Northampton Academy Overall Curriculum Intent
Northampton Academy's overall curriculum intent is laid out below. It is broken down into the general Curriculum Intent and then the Curriculum Intent for students within each Key Stage.
The Curriculum at Northampton Academy aims to provide an excellent education which brings out the best in all our students and prepares them for success in education and life. The curriculum equips students with powerful knowledge, maximises their cognitive development, and nourishes the whole person and their individual talents. The curriculum, therefore, liberates and empowers, providing students with the confidence to understand and shape the world around them, to be active and economically self-sufficient citizens, and to ‘enter into the conversation of mankind’ (Michael Oakeshott).
The teachers and leaders are fully involved in developing our curriculum, which is based on these key principles:
- Entitlement: All pupils have the right to learn what is in the curriculum, and we ensure all pupils are taught the whole of it.
- Coherence: Taking the National Curriculum as its starting point, our curriculum is carefully sequenced so that powerful knowledge builds term by term and year by year. We make meaningful connections within subjects and between subjects.
- Mastery: We ensure that foundational knowledge, skills, and concepts are secure before moving on. Pupils revisit prior learning and apply their understanding in new contexts.
- Adaptability: The core content – the ‘what’ – of the curriculum is stable, but teachers will adapt lessons – the ‘how’ – to meet the needs of their own classes.
- Representation: All pupils see themselves in our curriculum, and our curriculum takes all pupils beyond their immediate experience.
- Education with Character: Our curriculum - which includes the taught subject timetable as well as spiritual, moral, social, and cultural development, our co-curricular provision, and the ethos and ‘hidden curriculum’ of the school – is intended to spark curiosity and to nourish both the head and the heart.
Christine Counsell describes curriculum as ‘content structured as narrative over time’. As a school, we can ensure that all our pupils experience a broad and ambitious curriculum that builds over time – week by week, term by term and year by year. In doing so, children bring their own experience into a shared story that enables them to leave our care with confidence and curiosity.
The Northampton Academy Curriculum enables all students to develop a strong set of values and to know how these apply to their lives and studies. They should learn to build positive relationships with each other and with adults, show empathy, and communicate in a way that allows them to disagree with others without falling out or arguing. They will be able to question what they hear and form a logical argument. They have an opinion and can articulate their point effectively, but are tolerant of others' views.
Students understand that learning is not necessarily fun and is often hard; they appreciate learning for its own sake, rather than for explicit reward. They learn for a purpose and have an idea of what they want to be and where they want to go.

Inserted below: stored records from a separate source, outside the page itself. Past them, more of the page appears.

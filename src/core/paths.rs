//! The ordered, duplicate-free path sequence flowing through the pipeline.
//!
//! A [`PathSet`] is the currency every stage consumes and produces. Each
//! stage returns a *new* set that is a subsequence of its input, so
//! intermediate results stay independently inspectable and cacheable.

use std::path::{Path, PathBuf};
use std::slice;

use ahash::AHashSet;
use serde::{Deserialize, Serialize};

/// An ordered sequence of file paths with no duplicate entries.
///
/// Ordering is established once at enumeration time (lexicographic
/// full-path order) and preserved by every downstream stage; it is what
/// makes cached snapshots and derived statistics reproducible across
/// runs and machines.
#[derive(Debug, Clone, Default, PartialEq, Eq, Serialize, Deserialize)]
#[serde(transparent)]
pub struct PathSet {
    paths: Vec<PathBuf>,
}

impl PathSet {
    /// Create an empty path set.
    pub fn new() -> Self {
        Self::default()
    }

    /// Build a path set from an iterator, dropping duplicate entries
    /// while keeping the first occurrence of each path.
    pub fn from_paths(paths: impl IntoIterator<Item = PathBuf>) -> Self {
        let mut seen = AHashSet::new();
        let mut unique = Vec::new();
        for path in paths {
            if seen.insert(path.clone()) {
                unique.push(path);
            }
        }
        Self { paths: unique }
    }

    /// Number of paths in the set.
    pub fn len(&self) -> usize {
        self.paths.len()
    }

    /// True when the set contains no paths.
    pub fn is_empty(&self) -> bool {
        self.paths.is_empty()
    }

    /// Iterate over the paths in order.
    pub fn iter(&self) -> slice::Iter<'_, PathBuf> {
        self.paths.iter()
    }

    /// Borrow the underlying ordered slice.
    pub fn as_slice(&self) -> &[PathBuf] {
        &self.paths
    }

    /// Consume the set, yielding the ordered path vector.
    pub fn into_vec(self) -> Vec<PathBuf> {
        self.paths
    }

    /// Retain the subsequence of paths for which `keep` yields true.
    ///
    /// `keep` receives one flag per path, in order; this is how stages
    /// that compute per-file verdicts in parallel reassemble their
    /// output without disturbing relative order.
    pub fn retain_by_mask(&self, keep: &[bool]) -> Self {
        debug_assert_eq!(keep.len(), self.paths.len());
        let paths = self
            .paths
            .iter()
            .zip(keep)
            .filter(|(_, &k)| k)
            .map(|(p, _)| p.clone())
            .collect();
        Self { paths }
    }

    /// True when `other` is a subsequence of `self` in the same relative
    /// order. Used by tests to verify the stage invariant.
    pub fn is_subsequence_of(&self, other: &PathSet) -> bool {
        let mut candidates = other.paths.iter();
        self.paths
            .iter()
            .all(|p| candidates.any(|c| c == p))
    }

    /// True when the set contains `path`.
    pub fn contains(&self, path: &Path) -> bool {
        self.paths.iter().any(|p| p == path)
    }
}

impl FromIterator<PathBuf> for PathSet {
    fn from_iter<T: IntoIterator<Item = PathBuf>>(iter: T) -> Self {
        Self::from_paths(iter)
    }
}

impl<'a> IntoIterator for &'a PathSet {
    type Item = &'a PathBuf;
    type IntoIter = slice::Iter<'a, PathBuf>;

    fn into_iter(self) -> Self::IntoIter {
        self.paths.iter()
    }
}

impl IntoIterator for PathSet {
    type Item = PathBuf;
    type IntoIter = std::vec::IntoIter<PathBuf>;

    fn into_iter(self) -> Self::IntoIter {
        self.paths.into_iter()
    }
}

#[cfg(test)]
mod tests {
    use super::*;

    fn set(paths: &[&str]) -> PathSet {
        PathSet::from_paths(paths.iter().map(PathBuf::from))
    }

    #[test]
    fn from_paths_drops_duplicates_keeping_first() {
        let s = set(&["a.py", "b.py", "a.py"]);
        assert_eq!(s.len(), 2);
        assert_eq!(s.as_slice()[0], PathBuf::from("a.py"));
        assert_eq!(s.as_slice()[1], PathBuf::from("b.py"));
    }

    #[test]
    fn retain_by_mask_preserves_relative_order() {
        let s = set(&["a", "b", "c", "d"]);
        let filtered = s.retain_by_mask(&[true, false, true, false]);
        assert_eq!(filtered.as_slice(), &[PathBuf::from("a"), PathBuf::from("c")]);
        assert!(filtered.is_subsequence_of(&s));
    }

    #[test]
    fn subsequence_check_rejects_reordering() {
        let a = set(&["a", "b"]);
        let b = set(&["b", "a"]);
        assert!(!a.is_subsequence_of(&b) || !b.is_subsequence_of(&a));
        assert!(set(&["b"]).is_subsequence_of(&b));
    }
}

A Northampton Academy student cares for the environment, understands the world we live in and their own place in it. They are sensible and safe consumers of modern technology, the internet and social media; they understand how to use technology in a positive way and the risks associated with poor use. Students are considerate of their own and others’ mental well-being, and they have a good understanding of how a sensible diet, nutrition, and exercise affect their health. Our students have experienced a broader aspect of life beyond their immediate community, broadening their understanding that other people think differently and hold different beliefs.